Linking Multiple Minds Could Help Damaged Brains Heal
Monkeys and rats hooked up as “brainets” may lead to innovative treatments for Parkinson’s, paralysis and more
If someone has a damaged kidney, a donor can give them a spare organ so both people can live. Now, what if you could do something similar for a friend with a failing brain?
In recent lab experiments, Miguel Nicolelis and his colleagues melded together the brains of multiple monkeys and rats to function as “brainets”—shared networks able to cooperatively manipulate a virtual arm and make calculations and decisions. Nicolelis hopes that linking human brains this way could unleash a powerful new suite of neurological tools that might help heal people with ailments from Parkinson's to paralysis.
“We are trying a completely new field of brain rehabilitation,” explains Nicolelis, director of Duke University's Center for Neuroengineering. “We are going to try to act on the circuits of the brain and actually improve the functional activity of the brain.”
“We tend to forget that the brain is one of the most computationally powerful devices ever developed,” adds Andrea Stocco of the University of Washington, who wasn't involved in the research. “For the things that it's been developed to do, like making sense of a scene we see for the first time or controlling complex movements of our limbs, it's just unbeatable. Now Nicolelis shows we can combine the computational power that the brain has to possibly solve the kinds of ill-defined problems that are really hard for our software but easy for our biological hardware, our neurons, to solve.”
Brain-machine interfaces have been around for about two decades, and the technology is finding uses in a variety of medical treatments. For instance, some devices use the brain's electrical output, translated by a computer, to allow people to control prosthetics or manipulate a wheelchair. But previous work involved just a single operator. Nicolelis hoped to learn if more than one subject could work together as a shared brain-machine interface to enhance neural activity.
His team fitted three monkeys with implanted electrodes that monitored and recorded neural activity, which could then be combined by a computer. The monkeys were stationed in separate rooms, each with a digital display on which the monkey could use its brain-machine interface to manipulate a virtual arm toward a reward. In some tests, the monkeys shared control of the arm, while in others each one controlled movement in a particular direction. None of the animals knew they were collaborating to move the arm. Amazingly, they not only accomplished the task, they improved with practice.

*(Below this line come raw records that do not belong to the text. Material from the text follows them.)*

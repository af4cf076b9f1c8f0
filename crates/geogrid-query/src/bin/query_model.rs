//! Command-line front end for querying models.
//!
//! ```bash
//! query-model --models=detailed.geogrid,regional.geogrid \
//!     --values=Vp,Vs --points=stations.txt --points-crs=EPSG:4326 \
//!     --output=values.txt
//! ```
//!
//! The points file holds one `x y z` triple per line in the points CRS;
//! `#` starts a comment. Each output line repeats the input coordinates
//! followed by the interpolated values.

use std::fs::File;
use std::io::{BufRead, BufReader, BufWriter, Write};
use std::path::PathBuf;
use std::process::ExitCode;
use std::sync::Mutex;

use anyhow::{Context, Result};
use clap::Parser;
use tracing::Level;

use geogrid_query::{QueryDriver, SquashSurface};

#[derive(Parser, Debug)]
#[command(name = "query-model")]
#[command(about = "Query georeferenced grid models at a set of points")]
struct Args {
    /// Model file(s), in search order
    #[arg(long, value_delimiter = ',', required = true)]
    models: Vec<PathBuf>,

    /// Value names to return, in output order
    #[arg(long, value_delimiter = ',', required = true)]
    values: Vec<String>,

    /// File of points to query (one "x y z" per line)
    #[arg(long, required = true)]
    points: PathBuf,

    /// CRS of the points file
    #[arg(long, default_value = "EPSG:4326")]
    points_crs: String,

    /// Output file; stdout when omitted
    #[arg(long)]
    output: Option<PathBuf>,

    /// Squash elevations above this value so the surface maps to z=0
    #[arg(long)]
    squash_min_elev: Option<f64>,

    /// Surface squashing references: top_surface or topography_bathymetry
    #[arg(long)]
    squash_surface: Option<String>,

    /// Write the log to a file instead of stderr
    #[arg(long)]
    log: Option<PathBuf>,

    /// Verbose logging
    #[arg(long)]
    debug: bool,
}

fn init_logging(args: &Args) -> Result<()> {
    let level = if args.debug { Level::DEBUG } else { Level::INFO };
    match &args.log {
        Some(path) => {
            let file = File::create(path)
                .with_context(|| format!("cannot create log file '{}'", path.display()))?;
            tracing_subscriber::fmt()
                .with_max_level(level)
                .with_ansi(false)
                .with_writer(Mutex::new(file))
                .init();
        }
        None => {
            tracing_subscriber::fmt().with_max_level(level).init();
        }
    }
    Ok(())
}

fn read_points(path: &PathBuf) -> Result<Vec<[f64; 3]>> {
    let file =
        File::open(path).with_context(|| format!("cannot open points '{}'", path.display()))?;
    let mut points = Vec::new();
    for (lineno, line) in BufReader::new(file).lines().enumerate() {
        let line = line?;
        let trimmed = line.trim();
        if trimmed.is_empty() || trimmed.starts_with('#') {
            continue;
        }
        let fields: Vec<f64> = trimmed
            .split_whitespace()
            .map(|token| {
                token
                    .parse::<f64>()
                    .with_context(|| format!("{}:{}: bad number '{token}'", path.display(), lineno + 1))
            })
            .collect::<Result<_>>()?;
        if fields.len() != 3 {
            anyhow::bail!(
                "{}:{}: expected 'x y z', got {} fields",
                path.display(),
                lineno + 1,
                fields.len()
            );
        }
        points.push([fields[0], fields[1], fields[2]]);
    }
    Ok(points)
}

fn parse_squash_surface(name: &str) -> Result<SquashSurface> {
    match name {
        "top_surface" => Ok(SquashSurface::TopSurface),
        "topography_bathymetry" => Ok(SquashSurface::TopographyBathymetry),
        other => anyhow::bail!(
            "unknown squash surface '{other}'; expected top_surface or topography_bathymetry"
        ),
    }
}

fn run(args: &Args) -> Result<()> {
    let points = read_points(&args.points)?;

    let mut driver = QueryDriver::new();
    if let Some(min_elev) = args.squash_min_elev {
        driver.set_squash_min_elev(min_elev);
    }
    if let Some(name) = &args.squash_surface {
        driver.set_squash_surface(parse_squash_surface(name)?);
    }
    driver.initialize(&args.models, &args.values, &args.points_crs)?;

    let (values, errors) = driver.query(&points)?;
    let num_values = driver.num_values();

    let mut out: BufWriter<Box<dyn Write>> = BufWriter::new(match &args.output {
        Some(path) => Box::new(
            File::create(path)
                .with_context(|| format!("cannot create output '{}'", path.display()))?,
        ),
        None => Box::new(std::io::stdout()),
    });
    writeln!(out, "# {}", args.values.join(" "))?;
    for (row, point) in points.iter().enumerate() {
        write!(out, "{:.6e} {:.6e} {:.6e}", point[0], point[1], point[2])?;
        for value in &values[row * num_values..(row + 1) * num_values] {
            write!(out, " {value:.6e}")?;
        }
        writeln!(out)?;
    }
    out.flush()?;

    let failed = errors.iter().filter(|&&flag| flag != 0).count();
    if failed > 0 {
        tracing::warn!(failed, total = points.len(), "points outside all models");
    }
    driver.finalize();
    Ok(())
}

fn main() -> ExitCode {
    let args = Args::parse();
    if let Err(err) = init_logging(&args) {
        eprintln!("error: {err:#}");
        return ExitCode::FAILURE;
    }
    match run(&args) {
        Ok(()) => ExitCode::SUCCESS,
        Err(err) => {
            eprintln!("error: {err:#}");
            ExitCode::FAILURE
        }
    }
}
//! Model surfaces: the model top and topography/bathymetry.
//!
//! A surface is an elevation field over the model's xy footprint with an
//! independent discretization per axis. It warps block grids vertically
//! and answers elevation queries.

use geogrid_common::{Batch2D, Config, GeogridError, Result};
use geogrid_projection::LocalFrame;
use geogrid_store::attrs::AttrMap;
use geogrid_store::SURFACES_GROUP;

use crate::axis::AxisSpec;
use crate::metadata::ModelMetadata;

/// Default dataset chunking when the configuration does not set one.
const DEFAULT_CHUNK: [u64; 3] = [64, 64, 1];

/// Geometry of one surface.
#[derive(Debug, Clone)]
pub struct Surface {
    name: String,
    x_axis: AxisSpec,
    y_axis: AxisSpec,
    dim_x: f64,
    dim_y: f64,
    chunk_shape: Vec<u64>,
}

impl Surface {
    /// Read a surface from its config section, if the model declares it.
    ///
    /// Returns `Ok(None)` when the section is absent or disabled via
    /// `use_surface = False`.
    pub fn from_config(
        name: &str,
        config: &Config,
        metadata: &ModelMetadata,
    ) -> Result<Option<Self>> {
        if !config.has_section(name) {
            return Ok(None);
        }
        if let Some(enabled) = config.get_opt(name, "use_surface") {
            if !enabled.eq_ignore_ascii_case("true") {
                return Ok(None);
            }
        }
        let chunk_shape = match config.get_opt(name, "chunk_size") {
            Some(_) => {
                let chunk = config.get_f64_list(name, "chunk_size")?;
                if chunk.len() != 3 {
                    return Err(GeogridError::bad_config(format!(
                        "[{name}] chunk_size must have 3 entries"
                    )));
                }
                chunk.iter().map(|&c| c.max(1.0) as u64).collect()
            }
            None => DEFAULT_CHUNK.to_vec(),
        };
        let surface = Self {
            name: name.to_string(),
            x_axis: AxisSpec::from_config(config, name, "x")?,
            y_axis: AxisSpec::from_config(config, name, "y")?,
            dim_x: metadata.dim_x,
            dim_y: metadata.dim_y,
            chunk_shape,
        };
        surface.validate()?;
        Ok(Some(surface))
    }

    /// Rebuild a surface from stored dataset attributes (read side).
    pub fn from_attrs(name: &str, metadata: &ModelMetadata, stored: &AttrMap) -> Result<Self> {
        let surface = Self {
            name: name.to_string(),
            x_axis: AxisSpec::from_attrs(stored, "x")?,
            y_axis: AxisSpec::from_attrs(stored, "y")?,
            dim_x: metadata.dim_x,
            dim_y: metadata.dim_y,
            chunk_shape: DEFAULT_CHUNK.to_vec(),
        };
        surface.validate()?;
        Ok(surface)
    }

    /// Check the geometry invariants.
    pub fn validate(&self) -> Result<()> {
        let context = format!("surface '{}'", self.name);
        self.x_axis.validate(self.dim_x, &context)?;
        self.y_axis.validate(self.dim_y, &context)?;
        Ok(())
    }

    /// Surface name.
    pub fn name(&self) -> &str {
        &self.name
    }

    /// X axis discretization.
    pub fn x_axis(&self) -> &AxisSpec {
        &self.x_axis
    }

    /// Y axis discretization.
    pub fn y_axis(&self) -> &AxisSpec {
        &self.y_axis
    }

    /// Footprint the surface spans.
    pub fn dims_xy(&self) -> (f64, f64) {
        (self.dim_x, self.dim_y)
    }

    /// Grid shape `(num_x, num_y, 1)`.
    pub fn dims(&self) -> (usize, usize, usize) {
        (
            self.x_axis.num_points(self.dim_x),
            self.y_axis.num_points(self.dim_y),
            1,
        )
    }

    /// Dataset shape for storage.
    pub fn shape(&self) -> Vec<u64> {
        let (num_x, num_y, _) = self.dims();
        vec![num_x as u64, num_y as u64, 1]
    }

    /// Chunk shape for storage.
    pub fn chunk_shape(&self) -> &[u64] {
        &self.chunk_shape
    }

    /// Path of the dataset inside the model store.
    pub fn dataset_path(&self) -> String {
        format!("{SURFACES_GROUP}/{}", self.name)
    }

    /// Geometry attributes written next to the dataset.
    pub fn attrs(&self) -> AttrMap {
        let mut out = AttrMap::new();
        self.x_axis.to_attrs("x", &mut out);
        self.y_axis.to_attrs("y", &mut out);
        out
    }

    /// Validate stored attributes against this surface.
    pub fn check_attrs(&self, stored: &AttrMap) -> Result<()> {
        let x_stored = AxisSpec::from_attrs(stored, "x")?;
        let y_stored = AxisSpec::from_attrs(stored, "y")?;
        if !self.x_axis.matches(&x_stored) || !self.y_axis.matches(&y_stored) {
            return Err(GeogridError::inconsistent_geometry(format!(
                "stored discretization of surface '{}' does not match the configuration",
                self.name
            )));
        }
        Ok(())
    }

    /// Both surfaces of a model must share one xy discretization.
    pub fn check_same_grid(&self, other: &Surface) -> Result<()> {
        if !self.x_axis.matches(other.x_axis()) || !self.y_axis.matches(other.y_axis()) {
            return Err(GeogridError::inconsistent_geometry(format!(
                "surfaces '{}' and '{}' have different xy discretizations",
                self.name,
                other.name()
            )));
        }
        Ok(())
    }

    /// Generate physical-frame points for the surface grid.
    ///
    /// Points are ordered x-major (y varies fastest) to match dataset
    /// layout; local z is 0 for every point.
    pub fn generate_points(&self, frame: &LocalFrame, batch: Option<&Batch2D>) -> Vec<[f64; 3]> {
        let (num_x, num_y, _) = self.dims();
        let (x_range, y_range) = match batch {
            Some(batch) => (batch.x_range.clone(), batch.y_range.clone()),
            None => (0..num_x, 0..num_y),
        };
        tracing::debug!(
            surface = %self.name,
            points = x_range.len() * y_range.len(),
            "generating surface points"
        );
        let mut points = Vec::with_capacity(x_range.len() * y_range.len());
        for i in x_range {
            let x_local = self.x_axis.coordinate(i);
            for j in y_range.clone() {
                let y_local = self.y_axis.coordinate(j);
                let (x, y) = frame.to_physical(x_local, y_local);
                points.push([x, y, 0.0]);
            }
        }
        points
    }
}

#[cfg(test)]
mod tests {
    use super::*;
    use crate::metadata::tests::sample_config;

    fn sample_metadata() -> ModelMetadata {
        ModelMetadata::from_config(&sample_config()).unwrap()
    }

    fn surface_config() -> Config {
        let mut config = sample_config();
        config.set("top_surface", "x_resolution", "8000.0");
        config.set("top_surface", "y_resolution", "10000.0");
        config.set("top_surface", "chunk_size", "[4, 4, 1]");
        config
    }

    #[test]
    fn test_absent_section() {
        let config = sample_config();
        let surface = Surface::from_config("top_surface", &config, &sample_metadata()).unwrap();
        assert!(surface.is_none());
    }

    #[test]
    fn test_disabled_surface() {
        let mut config = surface_config();
        config.set("top_surface", "use_surface", "False");
        let surface = Surface::from_config("top_surface", &config, &sample_metadata()).unwrap();
        assert!(surface.is_none());
    }

    #[test]
    fn test_dims_uniform() {
        let surface = Surface::from_config("top_surface", &surface_config(), &sample_metadata())
            .unwrap()
            .unwrap();
        // 32 km / 8 km and 40 km / 10 km.
        assert_eq!(surface.dims(), (5, 5, 1));
        assert_eq!(surface.shape(), vec![5, 5, 1]);
        assert_eq!(surface.chunk_shape(), &[4, 4, 1]);
        assert_eq!(surface.dataset_path(), "surfaces/top_surface");
    }

    #[test]
    fn test_generate_points_unrotated() {
        let mut config = surface_config();
        config.set("coordsys", "y_azimuth", "0.0");
        let metadata = ModelMetadata::from_config(&config).unwrap();
        let surface = Surface::from_config("top_surface", &config, &metadata)
            .unwrap()
            .unwrap();
        let frame = LocalFrame::new(metadata.origin_x, metadata.origin_y, metadata.y_azimuth);
        let points = surface.generate_points(&frame, None);
        assert_eq!(points.len(), 25);
        // First point sits on the origin; y varies fastest.
        assert_eq!(points[0], [metadata.origin_x, metadata.origin_y, 0.0]);
        assert_eq!(points[1][1], metadata.origin_y + 10000.0);
        assert_eq!(points[5][0], metadata.origin_x + 8000.0);
    }

    #[test]
    fn test_generate_points_batch() {
        let surface = Surface::from_config("top_surface", &surface_config(), &sample_metadata())
            .unwrap()
            .unwrap();
        let frame = LocalFrame::new(0.0, 0.0, 0.0);
        let batch = Batch2D {
            x_range: 1..3,
            y_range: 0..2,
        };
        let points = surface.generate_points(&frame, Some(&batch));
        assert_eq!(points.len(), 4);
        assert_eq!(points[0][0], 8000.0);
        assert_eq!(points[0][1], 0.0);
        assert_eq!(points[3][0], 16000.0);
        assert_eq!(points[3][1], 10000.0);
    }

    #[test]
    fn test_check_attrs_mismatch() {
        let surface = Surface::from_config("top_surface", &surface_config(), &sample_metadata())
            .unwrap()
            .unwrap();
        let mut stored = surface.attrs();
        stored.insert("x_resolution".into(), serde_json::json!(4000.0));
        assert!(matches!(
            surface.check_attrs(&stored),
            Err(GeogridError::InconsistentGeometry(_))
        ));
        assert!(surface.check_attrs(&surface.attrs()).is_ok());
    }

    #[test]
    fn test_variable_axis_surface() {
        let mut config = sample_config();
        config.set(
            "top_surface",
            "x_coordinates",
            "[0.0, 8000.0, 16000.0, 24000.0, 32000.0]",
        );
        config.set("top_surface", "y_resolution", "10000.0");
        let surface = Surface::from_config("top_surface", &config, &sample_metadata())
            .unwrap()
            .unwrap();
        assert_eq!(surface.dims(), (5, 5, 1));
        let restored =
            Surface::from_attrs("top_surface", &sample_metadata(), &surface.attrs()).unwrap();
        assert_eq!(restored.dims(), (5, 5, 1));
    }
}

“It turns out, apparently, that just by having visual feedback and getting a reward for performing an action, these animals can actually synchronize their brains, and they can learn to meet the demands of a particular task,” says Nicolelis, whose team described the results last week in Scientific Reports.
“The monkeys, working together, were slower to complete the task than what any of them could do manipulating a joystick—but they were learning exactly as fast,” Stocco says. “That is amazing, and it seems to mean that for the brain, this problem becomes as easy to interpret as any problem of sensory motor coordination. From this great beginning you can see how you might create more complex tasks that the monkeys will be able to do better working together than any of them could do by themselves.”
In a separate experiment also described in Scientific Reports, four rats were physically linked with a microwire to explore how their brains worked together as a networked unit to tackle a suite of problems. The rats were fed electrical pulses of information and rewarded when they synchronized their brains. They also received data, like temperature and barometric pressure. The rats stored, retrieved and shared this information—enabling their brainet to perform better at analyses like weather prediction than a single, wireless rat.
“What they did was really pushing the envelope, and I found it fascinating,” says Stocco, who made history two years ago, with his colleague Rajesh Rao, with the first remote human-to-human brain interface. Rao sent a brain signal via the internet that moved Stocco's hand even as he sat in a room across campus.
Nicolelis suggests that humans may already engage in a natural form of brain sharing when subjected to common feedback—without realizing it's happening. “The interesting thing is that this probably happens all the time with us. When we're watching a movie in a theater, this type of feedback is probably synchronizing brains in the audience so that we have those group reactions, laughing or crying at the same moments," he says.
"It can also explain why groups of people can collaborate to achieve a common goal. Like a sports team for example, where we often watch and say that a team is finally playing like a team and not like a bunch of individuals. Nobody has actually put their hands on what exactly is that chemistry that makes a soccer team play better. It may be that we've found the mechanism—synchronization of brain action.”
His team is now working on attempts to translate the monkey study to noninvasive clinical practices to possibly help rehabilitate paralyzed humans through group thought and action.
“For example, in my paraplegic patients I noticed it was very difficult to start training using a brain signal, because the brain can literally forget that you have legs,” he explains. “So part of this neurological rehab is to use another brain to reintroduce the concept to the brains of the patients. We could possibly have a physical therapist or even the patient's relatives help during the training phase by basically combining their brain activities with the patient's brain activities.”